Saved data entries
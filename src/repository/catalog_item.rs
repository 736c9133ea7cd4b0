use diesel::prelude::*;
use diesel::result::DatabaseErrorKind;

use crate::domain::catalog_item::{
    CatalogItem as DomainCatalogItem, CatalogItemListQuery, NewCatalogItem as DomainNewCatalogItem,
    normalize_name,
};
use crate::models::catalog_item::{CatalogItem as DbCatalogItem, NewCatalogItem as DbNewCatalogItem};
use crate::models::list_entry::ListEntry as DbListEntry;
use crate::models::{quantity_from_db, quantity_to_db};
use crate::repository::errors::{RepositoryError, RepositoryResult};
use crate::repository::submission::{refresh_submission_request_count, refresh_submission_status};
use crate::repository::{CatalogItemReader, CatalogItemWriter, DieselRepository};

impl CatalogItemReader for DieselRepository {
    fn get_catalog_item_by_id(
        &self,
        id: i32,
        hub_id: i32,
    ) -> RepositoryResult<Option<DomainCatalogItem>> {
        use crate::schema::catalog_items;

        let mut conn = self.conn()?;
        let item = catalog_items::table
            .filter(catalog_items::id.eq(id))
            .filter(catalog_items::hub_id.eq(hub_id))
            .first::<DbCatalogItem>(&mut conn)
            .optional()?;

        Ok(item.map(Into::into))
    }

    fn get_catalog_item_by_name(
        &self,
        name: &str,
        hub_id: i32,
    ) -> RepositoryResult<Option<DomainCatalogItem>> {
        use crate::schema::catalog_items;

        let mut conn = self.conn()?;
        let normalized = normalize_name(name);
        let item = catalog_items::table
            .filter(catalog_items::normalized_name.eq(normalized))
            .filter(catalog_items::hub_id.eq(hub_id))
            .first::<DbCatalogItem>(&mut conn)
            .optional()?;

        Ok(item.map(Into::into))
    }

    fn list_catalog_items(
        &self,
        query: CatalogItemListQuery,
    ) -> RepositoryResult<(usize, Vec<DomainCatalogItem>)> {
        use crate::schema::catalog_items;

        let mut conn = self.conn()?;

        let search_pattern = query.search.as_ref().map(|term| format!("%{}%", term));

        let mut count_query = catalog_items::table
            .filter(catalog_items::hub_id.eq(query.hub_id))
            .into_boxed::<diesel::sqlite::Sqlite>();

        if let Some(ref pattern) = search_pattern {
            count_query = count_query.filter(catalog_items::name.like(pattern.clone()));
        }

        let total = count_query.count().get_result::<i64>(&mut conn)? as usize;

        let mut items = catalog_items::table
            .filter(catalog_items::hub_id.eq(query.hub_id))
            .into_boxed::<diesel::sqlite::Sqlite>();

        if let Some(ref pattern) = search_pattern {
            items = items.filter(catalog_items::name.like(pattern.clone()));
        }

        items = items.order(catalog_items::normalized_name.asc());

        if let Some(pagination) = query.pagination {
            let offset = ((pagination.page.max(1) - 1) * pagination.per_page) as i64;
            let limit = pagination.per_page as i64;
            items = items.offset(offset).limit(limit);
        }

        let rows = items.load::<DbCatalogItem>(&mut conn)?;

        Ok((total, rows.into_iter().map(Into::into).collect()))
    }
}

impl CatalogItemWriter for DieselRepository {
    fn create_catalog_item(
        &self,
        new_item: &DomainNewCatalogItem,
    ) -> RepositoryResult<DomainCatalogItem> {
        use crate::schema::catalog_items;

        let mut conn = self.conn()?;

        let created = diesel::insert_into(catalog_items::table)
            .values(&DbNewCatalogItem::from(new_item))
            .get_result::<DbCatalogItem>(&mut conn)
            .map_err(|err| match err {
                diesel::result::Error::DatabaseError(DatabaseErrorKind::UniqueViolation, _) => {
                    RepositoryError::Conflict(format!(
                        "catalog item `{}` already exists",
                        new_item.normalized_name
                    ))
                }
                other => other.into(),
            })?;

        Ok(created.into())
    }

    fn delete_catalog_item(
        &self,
        item_id: i32,
        hub_id: i32,
        cascade: bool,
    ) -> RepositoryResult<()> {
        use crate::schema::{catalog_items, list_entries, purchase_requests};

        let mut conn = self.conn()?;

        conn.transaction::<(), RepositoryError, _>(|conn| {
            let item = catalog_items::table
                .filter(catalog_items::id.eq(item_id))
                .filter(catalog_items::hub_id.eq(hub_id))
                .first::<DbCatalogItem>(conn)
                .optional()?;

            if item.is_none() {
                return Err(RepositoryError::NotFound);
            }

            let entry_refs = list_entries::table
                .filter(list_entries::item_id.eq(item_id))
                .count()
                .get_result::<i64>(conn)?;
            let request_refs = purchase_requests::table
                .filter(purchase_requests::item_id.eq(item_id))
                .count()
                .get_result::<i64>(conn)?;

            if (entry_refs > 0 || request_refs > 0) && !cascade {
                return Err(RepositoryError::Conflict(format!(
                    "catalog item {item_id} is referenced by {entry_refs} list entries and {request_refs} purchase requests"
                )));
            }

            // Dependents go first; submissions that lose requests get their
            // materialized status and count refreshed.
            let affected: Vec<Option<i32>> = purchase_requests::table
                .filter(purchase_requests::item_id.eq(item_id))
                .select(purchase_requests::submission_id)
                .load(conn)?;

            diesel::delete(
                purchase_requests::table.filter(purchase_requests::item_id.eq(item_id)),
            )
            .execute(conn)?;
            diesel::delete(list_entries::table.filter(list_entries::item_id.eq(item_id)))
                .execute(conn)?;

            let mut submission_ids: Vec<i32> = affected.into_iter().flatten().collect();
            submission_ids.sort_unstable();
            submission_ids.dedup();
            for submission_id in submission_ids {
                refresh_submission_status(conn, submission_id)?;
                refresh_submission_request_count(conn, submission_id)?;
            }

            diesel::delete(
                catalog_items::table
                    .filter(catalog_items::id.eq(item_id))
                    .filter(catalog_items::hub_id.eq(hub_id)),
            )
            .execute(conn)?;

            Ok(())
        })
    }

    fn merge_catalog_items(
        &self,
        first_id: i32,
        second_id: i32,
        hub_id: i32,
    ) -> RepositoryResult<DomainCatalogItem> {
        use crate::schema::{catalog_items, list_entries, purchase_requests};

        if first_id == second_id {
            return Err(RepositoryError::InvalidArgument(
                "cannot merge a catalog item with itself".to_string(),
            ));
        }

        let mut conn = self.conn()?;

        conn.transaction::<DomainCatalogItem, RepositoryError, _>(|conn| {
            let first = catalog_items::table
                .filter(catalog_items::id.eq(first_id))
                .filter(catalog_items::hub_id.eq(hub_id))
                .first::<DbCatalogItem>(conn)
                .optional()?
                .ok_or(RepositoryError::NotFound)?;
            let second = catalog_items::table
                .filter(catalog_items::id.eq(second_id))
                .filter(catalog_items::hub_id.eq(hub_id))
                .first::<DbCatalogItem>(conn)
                .optional()?
                .ok_or(RepositoryError::NotFound)?;

            // Oldest wins; ties fall back to the lower id.
            let (canonical, duplicate) =
                if (first.created_at, first.id) <= (second.created_at, second.id) {
                    (first, second)
                } else {
                    (second, first)
                };

            diesel::update(
                purchase_requests::table.filter(purchase_requests::item_id.eq(duplicate.id)),
            )
            .set(purchase_requests::item_id.eq(canonical.id))
            .execute(conn)?;

            let duplicate_entries = list_entries::table
                .filter(list_entries::item_id.eq(duplicate.id))
                .load::<DbListEntry>(conn)?;

            for entry in duplicate_entries {
                let existing = list_entries::table
                    .filter(list_entries::list_id.eq(entry.list_id))
                    .filter(list_entries::item_id.eq(canonical.id))
                    .first::<DbListEntry>(conn)
                    .optional()?;

                match existing {
                    Some(target) => {
                        // Both items tracked on the same list: sum the
                        // overlapping quantities into the surviving entry.
                        let current = quantity_from_db(&target.current_quantity)?
                            + quantity_from_db(&entry.current_quantity)?;
                        let minimum = quantity_from_db(&target.minimum_quantity)?
                            + quantity_from_db(&entry.minimum_quantity)?;

                        diesel::update(list_entries::table.filter(list_entries::id.eq(target.id)))
                            .set((
                                list_entries::current_quantity.eq(quantity_to_db(current)),
                                list_entries::minimum_quantity.eq(quantity_to_db(minimum)),
                                list_entries::updated_at.eq(chrono::Local::now().naive_utc()),
                            ))
                            .execute(conn)?;

                        diesel::delete(list_entries::table.filter(list_entries::id.eq(entry.id)))
                            .execute(conn)?;
                    }
                    None => {
                        diesel::update(list_entries::table.filter(list_entries::id.eq(entry.id)))
                            .set(list_entries::item_id.eq(canonical.id))
                            .execute(conn)?;
                    }
                }
            }

            diesel::delete(catalog_items::table.filter(catalog_items::id.eq(duplicate.id)))
                .execute(conn)?;

            Ok(canonical.into())
        })
    }
}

TASK REQUIREMENTS - When the word "RepositoryResult" shows up in a line of the entries, report that line.

EXERCISE RESPONSE -
use crate::repository::errors::{RepositoryError, RepositoryResult};
    ) -> RepositoryResult<Option<DomainCatalogItem>> {
    ) -> RepositoryResult<Option<DomainCatalogItem>> {
    ) -> RepositoryResult<(usize, Vec<DomainCatalogItem>)> {
    ) -> RepositoryResult<DomainCatalogItem> {
    ) -> RepositoryResult<()> {
    ) -> RepositoryResult<DomainCatalogItem> {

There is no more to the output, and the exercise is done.